Protocolens
Limited human evidence

AOD-9604

Also known as: Anti-Obesity Drug 9604, hGH fragment 176-191, AOD9604

Modified C-terminal fragment of human growth hormone (lipolytic fragment)

Overview

AOD-9604 is a synthetic fragment of human growth hormone (amino acids 176–191) designed to isolate the fat-metabolism (lipolytic) portion of the molecule without the broader GH effects — notably, it is generally reported NOT to raise IGF-1. It is marketed for fat loss. The human evidence is modest: in a 23-week randomized clinical trial, participants on AOD-9604 1 mg/day lost on average about 2.8 kg vs about 0.8 kg on placebo. Importantly, AOD-9604 failed to show sufficient efficacy in later obesity development, and there is no robust, high-quality human evidence that adding it to a GLP-1/GIP therapy produces meaningful additional fat loss. Claims should be treated cautiously.

Commonly Reported Uses

These are uses commonly discussed or marketed by users and vendors — not a list of proven or approved benefits, and not a recommendation.

  • Fat loss / weight management (marketed claim; modest and mixed human evidence)
  • Metabolic / 'lipolytic' support — marketed claim
  • Sometimes marketed for joint/cartilage support — limited evidence

What to Track

Data points you and your clinician might monitor. For observation only — not a diagnostic protocol.

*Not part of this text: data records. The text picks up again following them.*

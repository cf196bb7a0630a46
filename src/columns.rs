//! Column Standardizer: canonical snake-case column names.
//!
//! Raw headers are trimmed and converted with `heck`, so `" Customer ID "`,
//! `"CustomerID"` and `"customer_id"` all become `customer_id`. Canonical
//! names declared as aliases in the descriptor are then renamed to their
//! target column. Two source columns landing on the same final name is an
//! ambiguous mapping and fails the run.

use std::collections::HashMap;

use heck::ToSnakeCase;

use crate::{error::SchemaError, schema::Schema, table::Table};

#[derive(Debug, Clone, PartialEq, Eq, Default)]
pub struct ColumnReport {
    /// `(raw, final)` pairs for every header that changed.
    pub renamed: Vec<(String, String)>,
}

/// Canonical form of a single raw column name. Idempotent.
pub fn canonical_name(raw: &str) -> String {
    raw.trim().to_snake_case()
}

/// Canonical names for a header row, failing on collisions.
pub fn standardize_names(raw: &[String], schema: Option<&Schema>) -> Result<Vec<String>, SchemaError> {
    let mut claimed: HashMap<String, &str> = HashMap::with_capacity(raw.len());
    let mut names = Vec::with_capacity(raw.len());
    for original in raw {
        let canonical = canonical_name(original);
        let resolved = schema
            .and_then(|s| s.alias_target(&canonical))
            .map(str::to_string)
            .unwrap_or(canonical);
        if let Some(first) = claimed.insert(resolved.clone(), original.as_str()) {
            return Err(SchemaError::AmbiguousColumn {
                first: first.to_string(),
                second: original.clone(),
                canonical: resolved,
            });
        }
        names.push(resolved);
    }
    Ok(names)
}

pub fn standardize(table: &Table, schema: Option<&Schema>) -> Result<(Table, ColumnReport), SchemaError> {
    let names = standardize_names(table.headers(), schema)?;
    let renamed = table
        .headers()
        .iter()
        .zip(&names)
        .filter(|(raw, canonical)| raw != canonical)
        .map(|(raw, canonical)| (raw.clone(), canonical.clone()))
        .collect();
    Ok((table.with_headers(names), ColumnReport { renamed }))
}
use crate::config::LogConfig;
use tracing_appender::non_blocking::WorkerGuard;
use tracing_subscriber::{EnvFilter, fmt, prelude::*};

/// Install the tracing subscriber: stdout layer plus a non-blocking rolling
/// file layer. The returned guard must live for the whole run or buffered
/// file output is lost.
pub fn init_logging(config: &LogConfig) -> WorkerGuard {
    let file_appender = match config.rotation.as_str() {
        "hourly" => tracing_appender::rolling::hourly(&config.log_dir, &config.log_file),
        "daily" => tracing_appender::rolling::daily(&config.log_dir, &config.log_file),
        _ => tracing_appender::rolling::never(&config.log_dir, &config.log_file),
    };

    let (non_blocking, guard) = tracing_appender::non_blocking(file_appender);

    let filter = EnvFilter::try_from_default_env()
        .unwrap_or_else(|_| EnvFilter::new(config.log_level.clone()));

    let registry = tracing_subscriber::registry().with(filter);

    if config.use_json {
        let file_layer = fmt::layer()
            .json()
            .with_target(true) // Keep target in JSON for structured queries
            .with_writer(non_blocking)
            .with_ansi(false);
        registry.with(file_layer).init();
    } else {
        let file_layer = fmt::layer()
            .with_target(false)
            .with_writer(non_blocking)
            .with_ansi(false);
        let stdout_layer = fmt::layer().with_target(false).with_ansi(true);
        registry.with(file_layer).with(stdout_layer).init();
    }

    guard
}
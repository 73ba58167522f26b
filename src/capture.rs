//! Best-effort failure capture sink.
//!
//! One JSON object per line, appended to a UTC-date-partitioned file under a
//! dedicated directory (`{dir}/{YYYY-MM-DD}.loadtest.cap.jsonl`). Every write
//! error is swallowed: this path must never affect the run outcome.

use std::fs::{self, OpenOptions};
use std::io::Write;
use std::path::{Path, PathBuf};

use chrono::Utc;
use serde_json::{Value, json};

#[derive(Debug, Clone)]
pub struct CaptureSink {
    dir: PathBuf,
}

impl CaptureSink {
    pub fn new(dir: impl AsRef<Path>) -> Self {
        Self {
            dir: dir.as_ref().to_path_buf(),
        }
    }

    /// Append one failure record. Best-effort: errors are dropped.
    pub fn record(&self, record_type: &str, error: &str, payload: Option<Value>) {
        let mut record = json!({
            "timestamp": Utc::now().to_rfc3339(),
            "source": "loadtest",
            "type": record_type,
            "error": error,
        });
        if let Some(payload) = payload {
            record["payload"] = payload;
        }
        self.append_line(&record);
    }

    fn append_line(&self, record: &Value) {
        let _ = self.try_append_line(record);
    }

    fn try_append_line(&self, record: &Value) -> std::io::Result<()> {
        fs::create_dir_all(&self.dir)?;
        let filename = format!("{}.loadtest.cap.jsonl", Utc::now().format("%Y-%m-%d"));
        let mut file = OpenOptions::new()
            .create(true)
            .append(true)
            .open(self.dir.join(filename))?;
        writeln!(file, "{}", record)?;
        Ok(())
    }
}
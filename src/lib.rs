//! wallet-loadtest - Load-generation harness for a ledger-backed wallet
//! service.
//!
//! Provisions a population of wallets over the service's HTTP surface, then
//! drives randomized credit/debit/transfer operations against them under a
//! sequential or bounded-parallel schedule, and finally samples the
//! asynchronous ledger projection to check it caught up.
//!
//! # Modules
//!
//! - [`api`] - WalletApi trait, wire types, and the reqwest client
//! - [`harness`] - population builder, operation policy, dispatcher, stats,
//!   and the consistency verifier
//! - [`idgen`] - identifier / idempotency-key generation
//! - [`capture`] - best-effort JSONL failure capture sink
//! - [`config`] - per-environment YAML configuration
//! - [`logging`] - tracing subscriber setup

pub mod api;
pub mod capture;
pub mod config;
pub mod harness;
pub mod idgen;
pub mod logging;

// Convenient re-exports at crate root
pub use api::{HttpWalletClient, WalletApi, WalletRecord};
pub use capture::CaptureSink;
pub use config::AppConfig;
pub use harness::{
    ConcurrencyDispatcher, ConsistencyVerifier, HarnessError, OperationKind, OperationPolicy,
    RunStatistics, StatsAggregator, VerificationSample, WalletPopulationBuilder,
};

  • Body weight — daily smart-scale trend with 7-day rolling average
  • Body composition — InBody body-fat % and lean mass every 2–4 weeks
  • Labs — fasting glucose and lipid panel; note IGF-1 is generally NOT expected to change (useful as a contrast vs. GH secretagogues)
  • Nutrition — MyFitnessPal caloric/macros adherence
  • Subjective — energy, appetite

Sources & References

  1. [1]AOD-9604 randomized clinical trial — fat loss data overview
  2. [2]AOD-9604 fat-loss peptide overview and regulatory status — Meto
  3. [3]FDA peptide reclassification 2026 — what to know — Loti Labs

Quick Reference

Class
Modified C-terminal fragment of human growth hormone (lipolytic fragment)
Evidence Level
Limited human evidence
Reported Uses
3 listed
Tracking Metrics
5 suggested
Citations
3 sources

Safety & Legal Notes

NOT FDA-approved for weight loss; development for obesity did not progress past earlier-phase results showing insufficient efficacy. Sometimes described as having GRAS (Generally Recognized As Safe) status for certain oral applications, and it is sometimes available via compounding with a prescription, but it is not an FDA-approved drug for fat loss. Athletes should verify current WADA status before use, as growth-factor fragments are scrutinized. Consult a licensed clinician.